* [EXERCISE DIRECTIONS]:
Write the data out again, matching every line exactly.

* [INPUT FOR THIS TASK]:
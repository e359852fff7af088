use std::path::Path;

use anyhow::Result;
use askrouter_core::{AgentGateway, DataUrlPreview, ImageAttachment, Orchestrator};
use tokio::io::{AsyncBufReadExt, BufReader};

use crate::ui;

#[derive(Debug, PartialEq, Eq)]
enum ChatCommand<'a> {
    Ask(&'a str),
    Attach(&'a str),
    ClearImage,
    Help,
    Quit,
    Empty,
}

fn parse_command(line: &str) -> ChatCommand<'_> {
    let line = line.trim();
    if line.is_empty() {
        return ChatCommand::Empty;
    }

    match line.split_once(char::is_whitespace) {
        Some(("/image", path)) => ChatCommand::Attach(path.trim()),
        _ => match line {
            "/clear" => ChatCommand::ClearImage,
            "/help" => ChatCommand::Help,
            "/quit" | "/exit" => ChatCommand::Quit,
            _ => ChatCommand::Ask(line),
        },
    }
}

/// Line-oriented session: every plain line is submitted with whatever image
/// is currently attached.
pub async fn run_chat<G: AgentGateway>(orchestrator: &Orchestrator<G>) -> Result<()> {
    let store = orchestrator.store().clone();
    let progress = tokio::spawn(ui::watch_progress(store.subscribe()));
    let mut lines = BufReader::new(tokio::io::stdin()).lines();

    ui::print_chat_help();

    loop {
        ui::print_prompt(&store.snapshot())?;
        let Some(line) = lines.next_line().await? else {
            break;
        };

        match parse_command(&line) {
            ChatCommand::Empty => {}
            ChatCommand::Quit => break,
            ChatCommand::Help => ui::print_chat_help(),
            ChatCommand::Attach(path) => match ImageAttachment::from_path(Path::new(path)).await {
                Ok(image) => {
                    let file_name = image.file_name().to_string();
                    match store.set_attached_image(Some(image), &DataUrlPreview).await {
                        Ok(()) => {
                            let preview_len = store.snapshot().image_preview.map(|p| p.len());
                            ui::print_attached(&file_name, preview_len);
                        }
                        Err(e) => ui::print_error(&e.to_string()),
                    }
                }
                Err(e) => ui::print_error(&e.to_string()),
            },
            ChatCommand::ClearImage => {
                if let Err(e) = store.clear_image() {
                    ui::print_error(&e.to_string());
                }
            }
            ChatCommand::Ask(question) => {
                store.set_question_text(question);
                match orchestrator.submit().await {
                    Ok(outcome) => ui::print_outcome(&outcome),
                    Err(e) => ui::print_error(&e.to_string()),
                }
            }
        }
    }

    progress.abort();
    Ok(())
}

* [ANSWER TO THE PROBLEM]:
repository e359852fff7af088
use std::path::Path;

use anyhow::Result;
use askrouter_core::{AgentGateway, DataUrlPreview, ImageAttachment, Orchestrator};
use tokio::io::{AsyncBufReadExt, BufReader};

use crate::ui;

#[derive(Debug, PartialEq, Eq)]
enum ChatCommand<'a> {
    Ask(&'a str),
    Attach(&'a str),
    ClearImage,
    Help,
    Quit,
    Empty,
}

fn parse_command(line: &str) -> ChatCommand<'_> {
    let line = line.trim();
    if line.is_empty() {
        return ChatCommand::Empty;
    }

    match line.split_once(char::is_whitespace) {
        Some(("/image", path)) => ChatCommand::Attach(path.trim()),
        _ => match line {
            "/clear" => ChatCommand::ClearImage,
            "/help" => ChatCommand::Help,
            "/quit" | "/exit" => ChatCommand::Quit,
            _ => ChatCommand::Ask(line),
        },
    }
}

/// Line-oriented session: every plain line is submitted with whatever image
/// is currently attached.
pub async fn run_chat<G: AgentGateway>(orchestrator: &Orchestrator<G>) -> Result<()> {
    let store = orchestrator.store().clone();
    let progress = tokio::spawn(ui::watch_progress(store.subscribe()));
    let mut lines = BufReader::new(tokio::io::stdin()).lines();

    ui::print_chat_help();

    loop {
        ui::print_prompt(&store.snapshot())?;
        let Some(line) = lines.next_line().await? else {
            break;
        };

        match parse_command(&line) {
            ChatCommand::Empty => {}
            ChatCommand::Quit => break,
            ChatCommand::Help => ui::print_chat_help(),
            ChatCommand::Attach(path) => match ImageAttachment::from_path(Path::new(path)).await {
                Ok(image) => {
                    let file_name = image.file_name().to_string();
                    match store.set_attached_image(Some(image), &DataUrlPreview).await {
                        Ok(()) => {
                            let preview_len = store.snapshot().image_preview.map(|p| p.len());
                            ui::print_attached(&file_name, preview_len);
                        }
                        Err(e) => ui::print_error(&e.to_string()),
                    }
                }
                Err(e) => ui::print_error(&e.to_string()),
            },
            ChatCommand::ClearImage => {
                if let Err(e) = store.clear_image() {
                    ui::print_error(&e.to_string());
                }
            }
            ChatCommand::Ask(question) => {
                store.set_question_text(question);
                match orchestrator.submit().await {
                    Ok(outcome) => ui::print_outcome(&outcome),
                    Err(e) => ui::print_error(&e.to_string()),
                }
            }
        }
    }

    progress.abort();
    Ok(())
}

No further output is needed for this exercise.